-- TASK BRIEF --
Reproduce the first line of the material below and each line after it, exactly, through the line containing "pub fn parse_instant(raw: &str)", and give nothing more.

-- DATASET EXTRACT --
=======

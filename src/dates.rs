//! Lenient date parsing for travel plan windows.
//!
//! The API stores plan dates as whatever the client sent: bare dates from
//! date pickers, or full ISO timestamps from older clients. Plans are
//! day-granular, so everything is reduced to a UTC calendar day.

use chrono::{DateTime, NaiveDate, NaiveDateTime, NaiveTime, Utc};

const NAIVE_DATETIME_FORMATS: &[&str] = &[
    "%Y-%m-%dT%H:%M:%S%.f",
    "%Y-%m-%dT%H:%M:%S",
    "%Y-%m-%d %H:%M:%S%.f",
    "%Y-%m-%d %H:%M:%S",
    "%Y-%m-%dT%H:%M",
];

/// Parse a date or timestamp string into its UTC calendar day.
///
/// Returns `None` for anything unrecognized.
pub fn parse_day(raw: &str) -> Option<NaiveDate> {
    let raw = raw.trim();
    if raw.is_empty() {
        return None;
    }

    if let Ok(date) = NaiveDate::parse_from_str(raw, "%Y-%m-%d") {
        return Some(date);
    }

    if let Ok(ts) = DateTime::parse_from_rfc3339(raw) {
        return Some(ts.naive_utc().date());
    }

    NAIVE_DATETIME_FORMATS
        .iter()
        .find_map(|fmt| NaiveDateTime::parse_from_str(raw, fmt).ok())
        .map(|ts| ts.date())
}

/// Parse a request's "now": an RFC 3339 timestamp, or a bare date meaning
/// midnight UTC
pub fn parse_instant(raw: &str) -> Option<DateTime<Utc>> {
    if let Ok(ts) = DateTime::parse_from_rfc3339(raw.trim()) {
        return Some(ts.with_timezone(&Utc));
    }
    parse_day(raw).map(|day| day.and_time(NaiveTime::MIN).and_utc())
}

/// Inclusive day range a travel plan covers. `end == None` is open-ended.
#[derive(Debug, Clone, Copy, PartialEq, Eq)]
pub struct PlanWindow {
    pub start: NaiveDate,
    pub end: Option<NaiveDate>,
}

impl PlanWindow {
    /// Build a window from raw start/end strings.
    ///
    /// A present-but-unparseable end date, or an end before the start, makes
    /// the whole window invalid rather than silently open-ended.
    pub fn parse(start: &str, end: Option<&str>) -> Option<Self> {
        let start = parse_day(start)?;
        let end = match end.map(str::trim).filter(|s| !s.is_empty()) {
            Some(raw) => Some(parse_day(raw)?),
            None => None,
        };

        if let Some(end) = end
            && end < start
        {
            return None;
        }

        Some(Self { start, end })
    }

    pub fn contains(&self, day: NaiveDate) -> bool {
        self.start <= day && self.end.is_none_or(|end| day <= end)
    }
}

#[cfg(test)]
mod tests {
    use super::*;

    fn day(s: &str) -> NaiveDate {
        NaiveDate::parse_from_str(s, "%Y-%m-%d").unwrap()
    }

    #[test]
    fn test_parse_formats() {
        assert_eq!(parse_day("2024-01-05"), Some(day("2024-01-05")));
        assert_eq!(parse_day(" 2024-01-05 "), Some(day("2024-01-05")));
        assert_eq!(parse_day("2024-01-05T10:00:00Z"), Some(day("2024-01-05")));
        assert_eq!(
            parse_day("2024-01-05T10:00:00.000Z"),
            Some(day("2024-01-05"))
        );
        assert_eq!(parse_day("2024-01-05T10:00:00"), Some(day("2024-01-05")));
        assert_eq!(parse_day("2024-01-05 10:00:00"), Some(day("2024-01-05")));
    }

    #[test]
    fn test_offset_timestamps_use_utc_day() {
        // 01:00 at +02:00 is still the previous day in UTC
        assert_eq!(
            parse_day("2024-01-05T01:00:00+02:00"),
            Some(day("2024-01-04"))
        );
    }

    #[test]
    fn test_malformed_dates() {
        assert_eq!(parse_day(""), None);
        assert_eq!(parse_day("soon"), None);
        assert_eq!(parse_day("2024-13-40"), None);
        assert_eq!(parse_day("Invalid Date"), None);
    }

    #[test]
    fn test_parse_instant() {
        use chrono::TimeZone;
        assert_eq!(
            parse_instant("2024-01-05T10:30:00+01:00"),
            Some(Utc.with_ymd_and_hms(2024, 1, 5, 9, 30, 0).unwrap())
        );
        assert_eq!(
            parse_instant("2024-01-05"),
            Some(Utc.with_ymd_and_hms(2024, 1, 5, 0, 0, 0).unwrap())
        );
        assert_eq!(parse_instant("yesterday"), None);
    }

    #[test]
    fn test_window_bounds_inclusive() {
        let w = PlanWindow::parse("2024-01-01", Some("2024-01-10")).unwrap();
        assert!(!w.contains(day("2023-12-31")));
        assert!(w.contains(day("2024-01-01")));
        assert!(w.contains(day("2024-01-10")));
        assert!(!w.contains(day("2024-01-11")));
    }

    #[test]
    fn test_window_open_ended() {
        let w = PlanWindow::parse("2024-01-01", None).unwrap();
        assert!(w.contains(day("2099-01-01")));

        let w = PlanWindow::parse("2024-01-01", Some("  ")).unwrap();
        assert_eq!(w.end, None);
    }

    #[test]
    fn test_window_rejects_bad_end() {
        assert_eq!(PlanWindow::parse("2024-01-10", Some("2024-01-01")), None);
        assert_eq!(PlanWindow::parse("2024-01-01", Some("whenever")), None);
        assert_eq!(PlanWindow::parse("garbage", Some("2024-01-01")), None);
    }
}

=======

-- WORKED SOLUTION --
filename src/dates.rs
//! Lenient date parsing for travel plan windows.
//!
//! The API stores plan dates as whatever the client sent: bare dates from
//! date pickers, or full ISO timestamps from older clients. Plans are
//! day-granular, so everything is reduced to a UTC calendar day.

use chrono::{DateTime, NaiveDate, NaiveDateTime, NaiveTime, Utc};

const NAIVE_DATETIME_FORMATS: &[&str] = &[
    "%Y-%m-%dT%H:%M:%S%.f",
    "%Y-%m-%dT%H:%M:%S",
    "%Y-%m-%d %H:%M:%S%.f",
    "%Y-%m-%d %H:%M:%S",
    "%Y-%m-%dT%H:%M",
];

/// Parse a date or timestamp string into its UTC calendar day.
///
/// Returns `None` for anything unrecognized.
pub fn parse_day(raw: &str) -> Option<NaiveDate> {
    let raw = raw.trim();
    if raw.is_empty() {
        return None;
    }

    if let Ok(date) = NaiveDate::parse_from_str(raw, "%Y-%m-%d") {
        return Some(date);
    }

    if let Ok(ts) = DateTime::parse_from_rfc3339(raw) {
        return Some(ts.naive_utc().date());
    }

    NAIVE_DATETIME_FORMATS
        .iter()
        .find_map(|fmt| NaiveDateTime::parse_from_str(raw, fmt).ok())
        .map(|ts| ts.date())
}

/// Parse a request's "now": an RFC 3339 timestamp, or a bare date meaning
/// midnight UTC
pub fn parse_instant(raw: &str) -> Option<DateTime<Utc>> {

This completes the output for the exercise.